Op het uur van de maaltijd zond hij zijn dienaar om aan de genodigden te zeggen: Komt, alles is gereed.
Maar zij begonnen zich allen opeens te verontschuldigen. De eerste liet hem zeggen:
Ik heb een akker gekocht en moet die noodzakelijk gaan bekijken;
ik verzoek u mij wel te willen verontschuldigen.
Een tweede zei: Ik heb vijf span ossen gekocht en moet ze gaan proberen;
ik verzoek u mij te willen verontschuldigen.
Weer een ander: Ik ben zo pas getrouwd; daarom kan ik niet komen.
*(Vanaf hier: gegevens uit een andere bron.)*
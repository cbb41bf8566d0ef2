// SPDX-License-Identifier: BUSL-1.1
// Copyright (c) 2026 Alfred Jean LLC

use super::*;

#[test]
fn lifecycle_events_are_dispatched_journal_only_are_not() {
    let lifecycle = Event::TaskCompleted {
        task_id: TaskId::new(1),
        summary: "done".into(),
    };
    assert!(lifecycle.is_lifecycle());
    assert!(lifecycle.kind().is_some());

    let journal_only = Event::TaskLogAppended {
        task_id: TaskId::new(1),
        line_type: LineType::Output,
        content: "building...".into(),
    };
    assert!(!journal_only.is_lifecycle());
    assert!(journal_only.kind().is_none());

    let context = Event::ProjectContextSet {
        project: "myproj".into(),
    };
    assert!(!context.is_lifecycle());
    assert!(context.task_id().is_none());
}

#[test]
fn event_serializes_with_type_tag() {
    let e = Event::TaskQueued {
        task_id: TaskId::new(7),
    };
    let json = serde_json::to_value(&e).unwrap();
    assert_eq!(json["type"], "task.queued");
    assert_eq!(json["task_id"], 7);
}

#[test]
fn event_kind_round_trips_through_string() {
    for kind in [
        EventKind::TaskCreated,
        EventKind::TaskQueued,
        EventKind::TaskStarted,
        EventKind::TaskProcessing,
        EventKind::TaskBlocked,
        EventKind::TaskCompleted,
        EventKind::TaskFailed,
        EventKind::TaskInterrupted,
        EventKind::TaskRetried,
        EventKind::TaskStatusChanged,
        EventKind::TaskPinned,
        EventKind::TaskUnpinned,
        EventKind::TaskUpdated,
        EventKind::TaskDeleted,
    ] {
        let s = kind.to_string();
        let parsed: EventKind = s.parse().unwrap();
        assert_eq!(parsed, kind);
    }
}

#[test]
fn unknown_event_kind_string_is_rejected() {
    assert!("task.nonexistent".parse::<EventKind>().is_err());
}

#[test]
fn filter_matches_on_kind_task_and_project() {
    let record = EventRecord {
        id: 1,
        kind: EventKind::TaskCompleted,
        task_id: Some(TaskId::new(3)),
        project: Some("myproj".into()),
        metadata: serde_json::json!({}),
        message: "Task completed: fixed".into(),
        created_at: Utc::now(),
    };

    assert!(record.matches(&EventFilter::default()));
    assert!(record.matches(&EventFilter {
        kind: Some(EventKind::TaskCompleted),
        ..Default::default()
    }));
    assert!(!record.matches(&EventFilter {
        kind: Some(EventKind::TaskFailed),
        ..Default::default()
    }));
    assert!(!record.matches(&EventFilter {
        project: Some("other".into()),
        ..Default::default()
    }));
}
// SPDX-License-Identifier: BUSL-1.1
// Copyright (c) 2026 Alfred Jean LLC

//! `tyd mcp-stdio` — the subcommand the Executor Supervisor points each
//! task's `.mcp.json` at (`ty_engine::supervisor::write_mcp_config`). The
//! agent CLI spawns this as its own child process, so its stdin/stdout
//! become the MCP transport without the daemon ever touching the agent's
//! process group directly.

use std::path::PathBuf;
use std::sync::Arc;

use ty_core::TaskId;
use ty_engine::McpServer;
use ty_storage::Store;

pub struct McpStdioArgs {
    pub data_dir: PathBuf,
    pub task_id: u64,
    pub project: String,
    pub worktree: PathBuf,
    pub main_repo: PathBuf,
}

pub async fn run(args: McpStdioArgs) -> anyhow::Result<()> {
    let store = Arc::new(Store::open(&args.data_dir)?);
    let server = McpServer::new(store, TaskId(args.task_id), args.project, args.worktree, args.main_repo);
    ty_engine::run_stdio(server, tokio::io::stdin(), tokio::io::stdout()).await?;
    Ok(())
}
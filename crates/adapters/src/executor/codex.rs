// SPDX-License-Identifier: BUSL-1.1
// Copyright (c) 2026 Alfred Jean LLC

//! `codex` executor: OpenAI's Codex CLI.
//!
//! Codex's sandbox/approval confirmation is the only first-run prompt that
//! needs auto-dismissal; it has no separate workspace-trust screen.

use super::prompt::{poll_for_prompt, PromptCheck, PromptResult};
use super::signal;
use super::{ExecutorAdapter, ExecutorError, ExecutorHandle, LaunchSpec};
use crate::env::prompt_poll_max_attempts;
use crate::multiplexer::MultiplexerAdapter;
use async_trait::async_trait;
use std::sync::atomic::{AtomicU32, Ordering};

const APPROVAL_PROMPT: &[&str] = &["allow Codex to work in this folder", "Yes, proceed"];

pub struct CodexExecutorAdapter<M: MultiplexerAdapter> {
    mux: M,
    suffix_counter: AtomicU32,
}

impl<M: MultiplexerAdapter> CodexExecutorAdapter<M> {
    pub fn new(mux: M) -> Self {
        Self { mux, suffix_counter: AtomicU32::new(0) }
    }

    fn window_name(&self, spec: &LaunchSpec) -> String {
        let n = self.suffix_counter.fetch_add(1, Ordering::Relaxed);
        format!("{}-{:x}", sanitize(&spec.name), n)
    }

    async fn launch(&self, spec: LaunchSpec) -> Result<ExecutorHandle, ExecutorError> {
        let window_name = self.window_name(&spec);
        let command = self.build_command(&spec);

        let window_id = self
            .mux
            .spawn(&window_name, &spec.cwd, &command, &spec.env)
            .await
            .map_err(|e| ExecutorError::SpawnFailed(e.to_string()))?;

        let approval = poll_for_prompt(
            &self.mux,
            &window_id,
            prompt_poll_max_attempts(),
            &PromptCheck { detect: APPROVAL_PROMPT, match_any: false, response: Some("1") },
        )
        .await
        .map_err(ExecutorError::SpawnFailed)?;
        if approval == PromptResult::Handled {
            tracing::debug!(window_id, "dismissed codex approval prompt");
        }

        if !spec.prompt.is_empty() {
            self.mux
                .send_literal(&window_id, &spec.prompt)
                .await
                .map_err(|e| ExecutorError::SpawnFailed(e.to_string()))?;
            self.mux
                .send_enter(&window_id)
                .await
                .map_err(|e| ExecutorError::SpawnFailed(e.to_string()))?;
        }

        Ok(ExecutorHandle { window_id, session_id: spec.resume_session_id })
    }
}

#[async_trait]
impl<M: MultiplexerAdapter> ExecutorAdapter for CodexExecutorAdapter<M> {
    fn name(&self) -> &'static str {
        "codex"
    }

    async fn is_available(&self) -> bool {
        super::which("codex")
    }

    fn build_command(&self, spec: &LaunchSpec) -> String {
        let mut cmd = String::from("codex");
        if let Some(session_id) = &spec.resume_session_id {
            cmd.push_str(&format!(" exec resume {session_id}"));
        } else {
            cmd.push_str(" exec");
        }
        if spec.dangerous_mode {
            cmd.push_str(" --dangerously-bypass-approvals-and-sandbox");
        }
        cmd
    }

    async fn execute(&self, spec: LaunchSpec) -> Result<ExecutorHandle, ExecutorError> {
        self.launch(spec).await
    }

    async fn resume(&self, spec: LaunchSpec) -> Result<ExecutorHandle, ExecutorError> {
        if spec.resume_session_id.is_none() {
            return Err(ExecutorError::SpawnFailed("resume requires a session id".into()));
        }
        self.launch(spec).await
    }

    async fn get_pid(&self, handle: &ExecutorHandle) -> Option<u32> {
        self.mux.get_pid(&handle.window_id).await.ok().flatten()
    }

    async fn kill(&self, handle: &ExecutorHandle) -> Result<(), ExecutorError> {
        self.mux
            .kill(&handle.window_id)
            .await
            .map_err(|e| ExecutorError::KillFailed(e.to_string()))
    }

    async fn suspend(&self, handle: &ExecutorHandle) -> Result<(), ExecutorError> {
        let pid = self
            .get_pid(handle)
            .await
            .ok_or_else(|| ExecutorError::SuspendFailed("no pid for window".into()))?;
        signal::stop(pid).await.map_err(ExecutorError::SuspendFailed)
    }

    async fn resume_process(&self, handle: &ExecutorHandle) -> Result<(), ExecutorError> {
        let pid = self
            .get_pid(handle)
            .await
            .ok_or_else(|| ExecutorError::SuspendFailed("no pid for window".into()))?;
        signal::cont(pid).await.map_err(ExecutorError::SuspendFailed)
    }

    async fn is_suspended(&self, handle: &ExecutorHandle) -> bool {
        match self.get_pid(handle).await {
            Some(pid) => signal::is_stopped(pid),
            None => false,
        }
    }
}

fn sanitize(s: &str) -> String {
    s.chars()
        .map(|c| if c.is_ascii_alphanumeric() || c == '-' { c } else { '-' })
        .collect::<String>()
        .to_lowercase()
}

#[cfg(test)]
#[path = "codex_tests.rs"]
mod tests;
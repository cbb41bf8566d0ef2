// SPDX-License-Identifier: BUSL-1.1
// Copyright (c) 2026 Alfred Jean LLC

//! `ty update` - update a task's mutable fields.

use anyhow::Result;
use clap::Args;

use crate::client::DaemonClient;
use crate::output::OutputFormat;

#[derive(Args)]
pub struct UpdateArgs {
    /// Task id
    pub id: u64,
    /// New title
    #[arg(long)]
    pub title: Option<String>,
    /// New body
    #[arg(long)]
    pub body: Option<String>,
    /// New executor
    #[arg(long)]
    pub executor: Option<String>,
    /// Enable or disable dangerous mode
    #[arg(long)]
    pub dangerous_mode: Option<bool>,
}

pub async fn handle(args: UpdateArgs, client: &DaemonClient, format: OutputFormat) -> Result<()> {
    let task = client
        .update(
            args.id,
            args.title.as_deref(),
            args.body.as_deref(),
            args.executor.as_deref(),
            args.dangerous_mode,
        )
        .await?;

    match format {
        OutputFormat::Json => println!("{}", serde_json::to_string_pretty(&task)?),
        OutputFormat::Text => println!("Updated task #{}", task.summary.id),
    }

    Ok(())
}
// SPDX-License-Identifier: BUSL-1.1
// Copyright (c) 2026 Alfred Jean LLC

//! `gemini` executor: Google's Gemini CLI.
//!
//! Gemini has no session-resume flag, so `resume()` always fails with
//! `ExecutorError::Unavailable` — callers should check
//! [`super::supports_resume`] before offering retry-by-resume for this
//! variant and fall back to a fresh `execute()` instead.

use super::prompt::{poll_for_prompt, PromptCheck, PromptResult};
use super::signal;
use super::{ExecutorAdapter, ExecutorError, ExecutorHandle, LaunchSpec};
use crate::env::prompt_poll_max_attempts;
use crate::multiplexer::MultiplexerAdapter;
use async_trait::async_trait;
use std::sync::atomic::{AtomicU32, Ordering};

const TRUST_PROMPT: &[&str] = &["Do you trust this folder?"];

pub struct GeminiExecutorAdapter<M: MultiplexerAdapter> {
    mux: M,
    suffix_counter: AtomicU32,
}

impl<M: MultiplexerAdapter> GeminiExecutorAdapter<M> {
    pub fn new(mux: M) -> Self {
        Self { mux, suffix_counter: AtomicU32::new(0) }
    }

    fn window_name(&self, spec: &LaunchSpec) -> String {
        let n = self.suffix_counter.fetch_add(1, Ordering::Relaxed);
        format!("{}-{:x}", sanitize(&spec.name), n)
    }
}

#[async_trait]
impl<M: MultiplexerAdapter> ExecutorAdapter for GeminiExecutorAdapter<M> {
    fn name(&self) -> &'static str {
        "gemini"
    }

    async fn is_available(&self) -> bool {
        super::which("gemini")
    }

    fn build_command(&self, spec: &LaunchSpec) -> String {
        let mut cmd = String::from("gemini");
        if spec.dangerous_mode {
            cmd.push_str(" --yolo");
        }
        cmd
    }

    async fn execute(&self, spec: LaunchSpec) -> Result<ExecutorHandle, ExecutorError> {
        let window_name = self.window_name(&spec);
        let command = self.build_command(&spec);

        let window_id = self
            .mux
            .spawn(&window_name, &spec.cwd, &command, &spec.env)
            .await
            .map_err(|e| ExecutorError::SpawnFailed(e.to_string()))?;

        let trust = poll_for_prompt(
            &self.mux,
            &window_id,
            prompt_poll_max_attempts(),
            &PromptCheck { detect: TRUST_PROMPT, match_any: true, response: Some("1") },
        )
        .await
        .map_err(ExecutorError::SpawnFailed)?;
        if trust == PromptResult::Handled {
            tracing::debug!(window_id, "dismissed gemini trust prompt");
        }

        if !spec.prompt.is_empty() {
            self.mux
                .send_literal(&window_id, &spec.prompt)
                .await
                .map_err(|e| ExecutorError::SpawnFailed(e.to_string()))?;
            self.mux
                .send_enter(&window_id)
                .await
                .map_err(|e| ExecutorError::SpawnFailed(e.to_string()))?;
        }

        Ok(ExecutorHandle { window_id, session_id: None })
    }

    async fn resume(&self, _spec: LaunchSpec) -> Result<ExecutorHandle, ExecutorError> {
        Err(ExecutorError::Unavailable("gemini has no session resume support".into()))
    }

    async fn get_pid(&self, handle: &ExecutorHandle) -> Option<u32> {
        self.mux.get_pid(&handle.window_id).await.ok().flatten()
    }

    async fn kill(&self, handle: &ExecutorHandle) -> Result<(), ExecutorError> {
        self.mux
            .kill(&handle.window_id)
            .await
            .map_err(|e| ExecutorError::KillFailed(e.to_string()))
    }

    async fn suspend(&self, handle: &ExecutorHandle) -> Result<(), ExecutorError> {
        let pid = self
            .get_pid(handle)
            .await
            .ok_or_else(|| ExecutorError::SuspendFailed("no pid for window".into()))?;
        signal::stop(pid).await.map_err(ExecutorError::SuspendFailed)
    }

    async fn resume_process(&self, handle: &ExecutorHandle) -> Result<(), ExecutorError> {
        let pid = self
            .get_pid(handle)
            .await
            .ok_or_else(|| ExecutorError::SuspendFailed("no pid for window".into()))?;
        signal::cont(pid).await.map_err(ExecutorError::SuspendFailed)
    }

    async fn is_suspended(&self, handle: &ExecutorHandle) -> bool {
        match self.get_pid(handle).await {
            Some(pid) => signal::is_stopped(pid),
            None => false,
        }
    }
}

fn sanitize(s: &str) -> String {
    s.chars()
        .map(|c| if c.is_ascii_alphanumeric() || c == '-' { c } else { '-' })
        .collect::<String>()
        .to_lowercase()
}

#[cfg(test)]
#[path = "gemini_tests.rs"]
mod tests;
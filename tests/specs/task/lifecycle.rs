//! Task lifecycle specs.
//!
//! Verify the create → list → board → update → pin → close → delete flow
//! through the `ty` CLI against a real `tyd` daemon.

use crate::prelude::*;

fn create(ws: &Workspace, title: &str) -> u64 {
    let stdout = ws.ty().args(&["create", title]).passes().stdout();
    stdout
        .trim()
        .split_once(':')
        .map(|(head, _)| head)
        .unwrap()
        .rsplit('#')
        .next()
        .unwrap()
        .trim()
        .parse()
        .expect("create should print a numeric task id")
}

#[test]
fn create_then_show_round_trips_fields() {
    let ws = Workspace::empty();
    ws.ty().args(&["daemon", "start"]).passes();

    let id = create(&ws, "write the changelog");

    ws.ty()
        .args(&["show", &id.to_string()])
        .passes()
        .stdout_has("write the changelog")
        .stdout_has("status:")
        .stdout_has("backlog");
}

#[test]
fn created_task_appears_in_list() {
    let ws = Workspace::empty();
    ws.ty().args(&["daemon", "start"]).passes();

    let id = create(&ws, "fix the flaky test");

    ws.ty().args(&["list"]).passes().stdout_has(&id.to_string()).stdout_has("fix the flaky test");
}

#[test]
fn created_task_appears_on_board_under_backlog() {
    let ws = Workspace::empty();
    ws.ty().args(&["daemon", "start"]).passes();

    create(&ws, "draft the proposal");

    ws.ty().args(&["board"]).passes().stdout_has("backlog").stdout_has("draft the proposal");
}

#[test]
fn update_changes_title() {
    let ws = Workspace::empty();
    ws.ty().args(&["daemon", "start"]).passes();

    let id = create(&ws, "old title");
    ws.ty().args(&["update", &id.to_string(), "--title", "new title"]).passes();

    ws.ty().args(&["show", &id.to_string()]).passes().stdout_has("new title").stdout_lacks("old title");
}

#[test]
fn status_moves_task_between_columns() {
    let ws = Workspace::empty();
    ws.ty().args(&["daemon", "start"]).passes();

    let id = create(&ws, "move me");
    ws.ty().args(&["status", &id.to_string(), "queued"]).passes();

    ws.ty().args(&["show", &id.to_string()]).passes().stdout_has("queued");
}

#[test]
fn pin_and_unpin_round_trip() {
    let ws = Workspace::empty();
    ws.ty().args(&["daemon", "start"]).passes();

    let id = create(&ws, "important task");
    ws.ty().args(&["pin", &id.to_string()]).passes();
    ws.ty().args(&["show", &id.to_string()]).passes().stdout_has("pinned:    true");

    ws.ty().args(&["pin", &id.to_string(), "--unpin"]).passes();
    ws.ty().args(&["show", &id.to_string()]).passes().stdout_has("pinned:    false");
}

#[test]
fn close_archives_task_off_the_board() {
    let ws = Workspace::empty();
    ws.ty().args(&["daemon", "start"]).passes();

    let id = create(&ws, "done with this");
    ws.ty().args(&["close", &id.to_string()]).passes();

    ws.ty().args(&["board"]).passes().stdout_lacks("done with this");
    ws.ty().args(&["show", &id.to_string()]).passes().stdout_has("archived");
}

#[test]
fn delete_removes_task_permanently() {
    let ws = Workspace::empty();
    ws.ty().args(&["daemon", "start"]).passes();

    let id = create(&ws, "mistake");
    ws.ty().args(&["delete", &id.to_string()]).passes();

    ws.ty().args(&["show", &id.to_string()]).fails().code_eq(1).stderr_has("not found");
}

#[test]
fn retry_requeues_a_failed_task_with_feedback() {
    let ws = Workspace::empty();
    ws.ty().args(&["daemon", "start"]).passes();

    let id = create(&ws, "flaky executor run");
    ws.ty().args(&["status", &id.to_string(), "failed"]).passes();

    ws.ty().args(&["retry", &id.to_string(), "--feedback", "please retry with more context"]).passes();

    ws.ty().args(&["show", &id.to_string()]).passes().stdout_lacks("failed");
}
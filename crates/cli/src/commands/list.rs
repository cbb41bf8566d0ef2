// SPDX-License-Identifier: BUSL-1.1
// Copyright (c) 2026 Alfred Jean LLC

//! `ty list` - list tasks, optionally filtered by status or project.

use anyhow::Result;
use clap::Args;

use crate::client::DaemonClient;
use crate::output::{format_time_ago, OutputFormat};
use crate::table::{should_show_project, Column, Table};

#[derive(Args)]
pub struct ListArgs {
    /// Filter by status (backlog, queued, processing, blocked, done, failed, archived)
    #[arg(long)]
    pub status: Option<String>,
    /// Filter by project
    #[arg(long)]
    pub project: Option<String>,
    /// Include archived tasks
    #[arg(long)]
    pub all: bool,
}

pub async fn handle(args: ListArgs, client: &DaemonClient, format: OutputFormat) -> Result<()> {
    let tasks = client.list(args.status.as_deref(), args.project.as_deref(), args.all).await?;

    match format {
        OutputFormat::Json => println!("{}", serde_json::to_string_pretty(&tasks)?),
        OutputFormat::Text => {
            if tasks.is_empty() {
                println!("No tasks found.");
                return Ok(());
            }

            let show_project = should_show_project(tasks.iter().map(|t| t.project.as_str()));
            let mut columns = vec![Column::right("ID"), Column::left("TITLE").with_max(50)];
            if show_project {
                columns.push(Column::left("PROJECT"));
            }
            columns.push(Column::status("STATUS"));
            columns.push(Column::muted("AGE"));

            let mut table = Table::new(columns);
            for task in &tasks {
                let title = if task.pinned { format!("\u{2605} {}", task.title) } else { task.title.clone() };
                let mut row = vec![task.id.to_string(), title];
                if show_project {
                    row.push(crate::table::project_cell(&task.project));
                }
                row.push(task.status.clone());
                row.push(format_time_ago(task.created_at));
                table.row(row);
            }
            table.render(&mut std::io::stdout());
        }
    }

    Ok(())
}
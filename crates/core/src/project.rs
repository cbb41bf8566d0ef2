// SPDX-License-Identifier: BUSL-1.1
// Copyright (c) 2026 Alfred Jean LLC

//! Project registration and the per-project context cache.

use serde::{Deserialize, Serialize};
use std::path::PathBuf;

/// A registered project. `name` is the unique key other entities reference.
#[derive(Debug, Clone, Serialize, Deserialize)]
pub struct Project {
    pub name: String,
    pub path: PathBuf,
    #[serde(default)]
    pub aliases: Vec<String>,
    #[serde(default)]
    pub instructions: String,
    /// Mutable cache written by the agent through MCP `set_project_context`,
    /// read back on the next task's startup. Last-writer-wins.
    #[serde(default)]
    pub context: String,
}

impl Project {
    pub fn new(name: impl Into<String>, path: PathBuf) -> Self {
        Self {
            name: name.into(),
            path,
            aliases: Vec::new(),
            instructions: String::new(),
            context: String::new(),
        }
    }

    pub fn matches(&self, name_or_alias: &str) -> bool {
        self.name == name_or_alias || self.aliases.iter().any(|a| a == name_or_alias)
    }
}

#[cfg(test)]
#[path = "project_tests.rs"]
mod tests;
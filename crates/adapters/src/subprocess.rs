// SPDX-License-Identifier: BUSL-1.1
// Copyright (c) 2026 Alfred Jean LLC

//! Subprocess execution helpers

use std::process::Output;
use std::time::Duration;
use tokio::process::Command;

/// Default timeout for multiplexer (tmux) commands.
pub const MULTIPLEXER_TIMEOUT: Duration = Duration::from_secs(10);

/// Default timeout for git worktree operations.
pub const GIT_WORKTREE_TIMEOUT: Duration = Duration::from_secs(60);

/// Default timeout for shell evaluation commands (executor/MCP tool shell-outs).
pub const SHELL_EVAL_TIMEOUT: Duration = Duration::from_secs(10);

/// Run a subprocess command with a timeout.
///
/// Wraps `Command::output()` with `tokio::time::timeout`, converting
/// timeout expiration into a descriptive error message. The child process
/// is killed automatically if the timeout elapses (via the tokio `Child`
/// drop implementation).
pub async fn run_with_timeout(
    mut cmd: Command,
    timeout: Duration,
    description: &str,
) -> Result<Output, String> {
    match tokio::time::timeout(timeout, cmd.output()).await {
        Ok(Ok(output)) => Ok(output),
        Ok(Err(io_err)) => Err(format!("{} failed: {}", description, io_err)),
        Err(_elapsed) => Err(format!(
            "{} timed out after {}s",
            description,
            timeout.as_secs()
        )),
    }
}

#[cfg(test)]
#[path = "subprocess_tests.rs"]
mod tests;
Bij zijn thuiskomst bracht die dienaar dat alles aan zijn meester over. Nu ontstak de heer des huizes in toorn
en beval aan zijn dienaar: Haast je naar de straten en stegen van de stad en breng de armen,
gebrekkigen, blinden en kreupelen hier binnen.
Toen de dienaar hem zei: Heer, wat gij bevolen hebt is gebeurd, en nog is er plaats,
droeg de heer zijn dienaar op: Ga naar de wegen en de binnenpaden
en nodig de mensen dringend uit binnen te komen, want mijn huis moet vol worden.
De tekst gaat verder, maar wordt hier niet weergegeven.